8. Particle size identification. The performance of the photocatalyst is related to the particle size of titanium dioxide. The smaller the particles, the better the photocatalytic effect. At present, there are domestic manufacturers that can produce photocatalysts smaller than 5 nanometers.
9. Attachment identification. High-quality photocatalysts have good adhesion and can form a strong film after spraying and drying. It is through this film that titanium dioxide absorbs ultraviolet rays from sunlight and produces photocatalysis. Whether a film can be formed after spraying directly affects the degradation effect, and whether the film layer is firm affects whether the product can last long.

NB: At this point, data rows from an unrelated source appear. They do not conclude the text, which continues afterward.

//! Content hashing for the duplicate pipeline.
//!
//! Two tiers: a partial hash over a fixed-size prefix to cheaply eliminate
//! same-size-but-different-content files, then a full-content hash read in
//! fixed chunks so peak memory stays bounded regardless of file size.

use std::fs::File;
use std::io::{self, Read};
use std::path::Path;

/// Prefix length for the partial hash. Files smaller than this are hashed
/// whole in the partial phase.
pub const PARTIAL_HASH_LENGTH: u64 = 64 * 1024;

const FULL_HASH_CHUNK: usize = 128 * 1024;

/// Hash the first [`PARTIAL_HASH_LENGTH`] bytes of the file.
pub fn partial_hash(path: &Path) -> io::Result<blake3::Hash> {
    let file = File::open(path)?;
    let mut buffer = Vec::with_capacity(PARTIAL_HASH_LENGTH as usize);
    file.take(PARTIAL_HASH_LENGTH).read_to_end(&mut buffer)?;
    Ok(blake3::hash(&buffer))
}

/// Hash the entire file content, streamed chunk by chunk.
pub fn full_hash(path: &Path) -> io::Result<blake3::Hash> {
    let mut file = File::open(path)?;
    let mut hasher = blake3::Hasher::new();
    let mut chunk = vec![0u8; FULL_HASH_CHUNK];

    loop {
        let bytes_read = file.read(&mut chunk)?;
        if bytes_read == 0 {
            break;
        }
        hasher.update(&chunk[..bytes_read]);
    }

    Ok(hasher.finalize())
}

#[cfg(test)]
mod tests {
    use super::*;
    use std::fs;
    use tempfile::tempdir;

    #[test]
    fn test_partial_hash_ignores_bytes_past_prefix() {
        let tmp = tempdir().unwrap();
        let a = tmp.path().join("a.bin");
        let b = tmp.path().join("b.bin");

        let mut content_a = vec![0x5Au8; 80 * 1024];
        let content_b = content_a.clone();
        // Differ only past the 64 KiB prefix
        content_a[70_000] = 0xFF;

        fs::write(&a, &content_a).unwrap();
        fs::write(&b, &content_b).unwrap();

        assert_eq!(partial_hash(&a).unwrap(), partial_hash(&b).unwrap());
        assert_ne!(full_hash(&a).unwrap(), full_hash(&b).unwrap());
    }

    #[test]
    fn test_partial_hash_of_small_file_covers_whole_content() {
        let tmp = tempdir().unwrap();
        let small = tmp.path().join("small.txt");
        fs::write(&small, b"tiny content").unwrap();

        // For files under the prefix length the partial hash IS the full hash
        assert_eq!(
            partial_hash(&small).unwrap(),
            full_hash(&small).unwrap()
        );
    }

    #[test]
    fn test_full_hash_spanning_multiple_chunks() {
        let tmp = tempdir().unwrap();
        let big = tmp.path().join("big.bin");
        let content = vec![0xA1u8; 300 * 1024];
        fs::write(&big, &content).unwrap();

        assert_eq!(full_hash(&big).unwrap(), blake3::hash(&content));
    }

    #[test]
    fn test_hash_missing_file_is_io_error() {
        let tmp = tempdir().unwrap();
        let gone = tmp.path().join("nope.bin");
        assert!(partial_hash(&gone).is_err());
        assert!(full_hash(&gone).is_err());
    }
}
//! Worker spawning and cancellation plumbing.
//!
//! Each operation runs on its own thread, single-threaded internally, and
//! talks to the caller only through the channel in its handle. No state is
//! shared beyond the cancel flag.

use std::sync::atomic::{AtomicBool, Ordering};
use std::sync::mpsc::{self, Receiver, Sender};
use std::sync::Arc;
use std::thread::{self, JoinHandle};

/// Shared cancellation flag, checked between units of work (per file, per
/// directory). Cancellation is cooperative, never preemptive.
#[derive(Debug, Clone, Default)]
pub struct CancelToken(Arc<AtomicBool>);

impl CancelToken {
    pub fn new() -> Self {
        Self(Arc::new(AtomicBool::new(false)))
    }

    pub fn cancel(&self) {
        self.0.store(true, Ordering::Relaxed);
    }

    pub fn is_cancelled(&self) -> bool {
        self.0.load(Ordering::Relaxed)
    }
}

/// Handle to one spawned worker: its message stream, cancel token and join
/// handle. Dropping the handle cancels the worker and waits for it to
/// unwind, so no file handles or partial state outlive the handle.
pub struct WorkerHandle<M> {
    receiver: Receiver<M>,
    cancel: CancelToken,
    join: Option<JoinHandle<()>>,
}

impl<M> WorkerHandle<M> {
    pub fn receiver(&self) -> &Receiver<M> {
        &self.receiver
    }

    pub fn cancel(&self) {
        self.cancel.cancel();
    }

    /// Wait for the worker thread to finish.
    pub fn join(mut self) {
        if let Some(join) = self.join.take() {
            let _ = join.join();
        }
    }
}

impl<M> Drop for WorkerHandle<M> {
    fn drop(&mut self) {
        self.cancel.cancel();
        if let Some(join) = self.join.take() {
            let _ = join.join();
        }
    }
}

/// Spawn a worker thread running `body` with a fresh channel and cancel
/// token. The body owns the sending side; the channel closes when it
/// returns.
pub fn spawn<M, F>(body: F) -> WorkerHandle<M>
where
    M: Send + 'static,
    F: FnOnce(Sender<M>, CancelToken) + Send + 'static,
{
    let (tx, rx) = mpsc::channel();
    let cancel = CancelToken::new();
    let worker_cancel = cancel.clone();
    let join = thread::spawn(move || body(tx, worker_cancel));

    WorkerHandle {
        receiver: rx,
        cancel,
        join: Some(join),
    }
}
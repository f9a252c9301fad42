use std::path::PathBuf;
use thiserror::Error;

#[derive(Error, Debug)]
pub enum Error {
    #[error("IO error: {0}")]
    Io(#[from] std::io::Error),

    #[error("Configuration error: {0}")]
    Config(#[from] config::ConfigError),

    #[error("Cannot open root path {}: {source}", path.display())]
    RootAccess {
        path: PathBuf,
        source: std::io::Error,
    },

    #[error("Operation cancelled")]
    Cancelled,
}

A type of inferior photocatalyst cannot form a film layer after spraying and quickly pulverizes after drying. Although another type of photocatalyst can form a film after spraying, it disappears immediately after being wiped with a damp cloth. Both types of products are unable to properly perform the role of photocatalysts in degrading pollution and sterilizing. Before purchasing, consumers can apply a small amount of photocatalyst with their fingers evenly on a dark desktop. After drying, observe the film formation state, and wipe it with a damp cloth to observe its adhesion. If the product is powdery or fails to adhere, you can conclude that the product is of poor quality.